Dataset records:
+===+
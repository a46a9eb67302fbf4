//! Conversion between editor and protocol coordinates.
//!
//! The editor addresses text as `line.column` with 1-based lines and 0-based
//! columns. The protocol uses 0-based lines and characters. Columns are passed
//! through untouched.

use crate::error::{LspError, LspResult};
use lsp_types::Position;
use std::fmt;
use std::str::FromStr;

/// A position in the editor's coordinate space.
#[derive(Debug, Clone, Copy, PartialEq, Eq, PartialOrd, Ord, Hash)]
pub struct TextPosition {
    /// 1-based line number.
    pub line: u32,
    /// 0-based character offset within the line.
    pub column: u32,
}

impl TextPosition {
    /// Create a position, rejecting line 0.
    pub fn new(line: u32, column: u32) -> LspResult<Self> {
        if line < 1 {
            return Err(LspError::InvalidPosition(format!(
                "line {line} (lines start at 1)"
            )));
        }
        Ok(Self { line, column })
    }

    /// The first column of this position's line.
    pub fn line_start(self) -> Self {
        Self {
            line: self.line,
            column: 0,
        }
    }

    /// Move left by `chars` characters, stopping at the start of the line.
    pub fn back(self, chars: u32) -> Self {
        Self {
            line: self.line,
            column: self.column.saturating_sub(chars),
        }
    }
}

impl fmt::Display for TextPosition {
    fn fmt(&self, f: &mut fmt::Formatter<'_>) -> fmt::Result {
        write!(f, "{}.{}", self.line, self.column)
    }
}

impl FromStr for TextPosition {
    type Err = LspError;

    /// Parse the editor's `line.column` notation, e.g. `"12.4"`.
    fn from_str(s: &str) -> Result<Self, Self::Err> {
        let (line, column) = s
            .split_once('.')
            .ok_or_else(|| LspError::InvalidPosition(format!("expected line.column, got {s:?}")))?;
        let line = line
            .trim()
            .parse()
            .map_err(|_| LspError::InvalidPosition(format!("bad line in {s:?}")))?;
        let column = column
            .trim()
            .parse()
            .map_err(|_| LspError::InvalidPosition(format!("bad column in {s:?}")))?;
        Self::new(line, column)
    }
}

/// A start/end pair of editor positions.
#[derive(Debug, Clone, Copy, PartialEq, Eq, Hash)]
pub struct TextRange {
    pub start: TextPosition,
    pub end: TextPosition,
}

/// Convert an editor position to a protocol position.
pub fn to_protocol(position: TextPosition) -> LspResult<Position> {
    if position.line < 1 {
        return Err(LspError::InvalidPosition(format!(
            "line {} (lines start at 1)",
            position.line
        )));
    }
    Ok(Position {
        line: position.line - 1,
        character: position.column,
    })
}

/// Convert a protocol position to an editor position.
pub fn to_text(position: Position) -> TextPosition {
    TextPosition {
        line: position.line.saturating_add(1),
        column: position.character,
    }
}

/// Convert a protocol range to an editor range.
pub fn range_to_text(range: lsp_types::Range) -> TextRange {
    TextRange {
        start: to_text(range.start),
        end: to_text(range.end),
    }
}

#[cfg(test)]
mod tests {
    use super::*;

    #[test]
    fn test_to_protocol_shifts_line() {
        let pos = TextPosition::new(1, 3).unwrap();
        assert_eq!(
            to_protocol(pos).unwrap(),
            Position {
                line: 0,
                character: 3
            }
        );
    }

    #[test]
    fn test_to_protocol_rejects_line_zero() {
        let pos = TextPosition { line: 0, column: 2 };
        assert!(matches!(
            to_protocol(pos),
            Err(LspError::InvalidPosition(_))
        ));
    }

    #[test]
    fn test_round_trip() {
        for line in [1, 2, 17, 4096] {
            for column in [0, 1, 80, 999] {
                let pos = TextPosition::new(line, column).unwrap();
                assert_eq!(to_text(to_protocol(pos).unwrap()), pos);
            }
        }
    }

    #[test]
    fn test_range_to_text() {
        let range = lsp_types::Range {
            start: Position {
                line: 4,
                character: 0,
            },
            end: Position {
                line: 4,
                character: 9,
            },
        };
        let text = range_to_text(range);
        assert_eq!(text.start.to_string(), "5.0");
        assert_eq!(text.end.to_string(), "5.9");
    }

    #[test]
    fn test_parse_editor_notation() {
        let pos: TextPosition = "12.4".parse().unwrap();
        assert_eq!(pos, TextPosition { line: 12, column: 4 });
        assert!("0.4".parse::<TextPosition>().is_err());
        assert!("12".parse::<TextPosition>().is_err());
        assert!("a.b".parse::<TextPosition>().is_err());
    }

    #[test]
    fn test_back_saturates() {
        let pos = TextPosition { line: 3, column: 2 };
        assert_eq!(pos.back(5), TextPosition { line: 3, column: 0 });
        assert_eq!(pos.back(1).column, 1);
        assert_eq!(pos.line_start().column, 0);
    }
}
+===+
> Exercise:
Your task is to retype the records precisely as they stand.

> Your solution:
repository a46a9eb67302fbf4
//! Conversion between editor and protocol coordinates.
//!
//! The editor addresses text as `line.column` with 1-based lines and 0-based
//! columns. The protocol uses 0-based lines and characters. Columns are passed
//! through untouched.

use crate::error::{LspError, LspResult};
use lsp_types::Position;
use std::fmt;
use std::str::FromStr;

/// A position in the editor's coordinate space.
#[derive(Debug, Clone, Copy, PartialEq, Eq, PartialOrd, Ord, Hash)]
pub struct TextPosition {
    /// 1-based line number.
    pub line: u32,
    /// 0-based character offset within the line.
    pub column: u32,
}

impl TextPosition {
    /// Create a position, rejecting line 0.
    pub fn new(line: u32, column: u32) -> LspResult<Self> {
        if line < 1 {
            return Err(LspError::InvalidPosition(format!(
                "line {line} (lines start at 1)"
            )));
        }
        Ok(Self { line, column })
    }

    /// The first column of this position's line.
    pub fn line_start(self) -> Self {
        Self {
            line: self.line,
            column: 0,
        }
    }

    /// Move left by `chars` characters, stopping at the start of the line.
    pub fn back(self, chars: u32) -> Self {
        Self {
            line: self.line,
            column: self.column.saturating_sub(chars),
        }
    }
}

impl fmt::Display for TextPosition {
    fn fmt(&self, f: &mut fmt::Formatter<'_>) -> fmt::Result {
        write!(f, "{}.{}", self.line, self.column)
    }
}

impl FromStr for TextPosition {
    type Err = LspError;

    /// Parse the editor's `line.column` notation, e.g. `"12.4"`.
    fn from_str(s: &str) -> Result<Self, Self::Err> {
        let (line, column) = s
            .split_once('.')
            .ok_or_else(|| LspError::InvalidPosition(format!("expected line.column, got {s:?}")))?;
        let line = line
            .trim()
            .parse()
            .map_err(|_| LspError::InvalidPosition(format!("bad line in {s:?}")))?;
        let column = column
            .trim()
            .parse()
            .map_err(|_| LspError::InvalidPosition(format!("bad column in {s:?}")))?;
        Self::new(line, column)
    }
}

/// A start/end pair of editor positions.
#[derive(Debug, Clone, Copy, PartialEq, Eq, Hash)]
pub struct TextRange {
    pub start: TextPosition,
    pub end: TextPosition,
}

/// Convert an editor position to a protocol position.
pub fn to_protocol(position: TextPosition) -> LspResult<Position> {
    if position.line < 1 {
        return Err(LspError::InvalidPosition(format!(
            "line {} (lines start at 1)",
            position.line
        )));
    }
    Ok(Position {
        line: position.line - 1,
        character: position.column,
    })
}

/// Convert a protocol position to an editor position.
pub fn to_text(position: Position) -> TextPosition {
    TextPosition {
        line: position.line.saturating_add(1),
        column: position.character,
    }
}

/// Convert a protocol range to an editor range.
pub fn range_to_text(range: lsp_types::Range) -> TextRange {
    TextRange {
        start: to_text(range.start),
        end: to_text(range.end),
    }
}

#[cfg(test)]
mod tests {
    use super::*;

    #[test]
    fn test_to_protocol_shifts_line() {
        let pos = TextPosition::new(1, 3).unwrap();
        assert_eq!(
            to_protocol(pos).unwrap(),
            Position {
                line: 0,
                character: 3
            }
        );
    }

    #[test]
    fn test_to_protocol_rejects_line_zero() {
        let pos = TextPosition { line: 0, column: 2 };
        assert!(matches!(
            to_protocol(pos),
            Err(LspError::InvalidPosition(_))
        ));
    }

    #[test]
    fn test_round_trip() {
        for line in [1, 2, 17, 4096] {
            for column in [0, 1, 80, 999] {
                let pos = TextPosition::new(line, column).unwrap();
                assert_eq!(to_text(to_protocol(pos).unwrap()), pos);
            }
        }
    }

    #[test]
    fn test_range_to_text() {
        let range = lsp_types::Range {
            start: Position {
                line: 4,
                character: 0,
            },
            end: Position {
                line: 4,
                character: 9,
            },
        };
        let text = range_to_text(range);
        assert_eq!(text.start.to_string(), "5.0");
        assert_eq!(text.end.to_string(), "5.9");
    }

    #[test]
    fn test_parse_editor_notation() {
        let pos: TextPosition = "12.4".parse().unwrap();
        assert_eq!(pos, TextPosition { line: 12, column: 4 });
        assert!("0.4".parse::<TextPosition>().is_err());
        assert!("12".parse::<TextPosition>().is_err());
        assert!("a.b".parse::<TextPosition>().is_err());
    }

    #[test]
    fn test_back_saturates() {
        let pos = TextPosition { line: 3, column: 2 };
        assert_eq!(pos.back(5), TextPosition { line: 3, column: 0 });
        assert_eq!(pos.back(1).column, 1);
        assert_eq!(pos.line_start().column, 0);
    }
}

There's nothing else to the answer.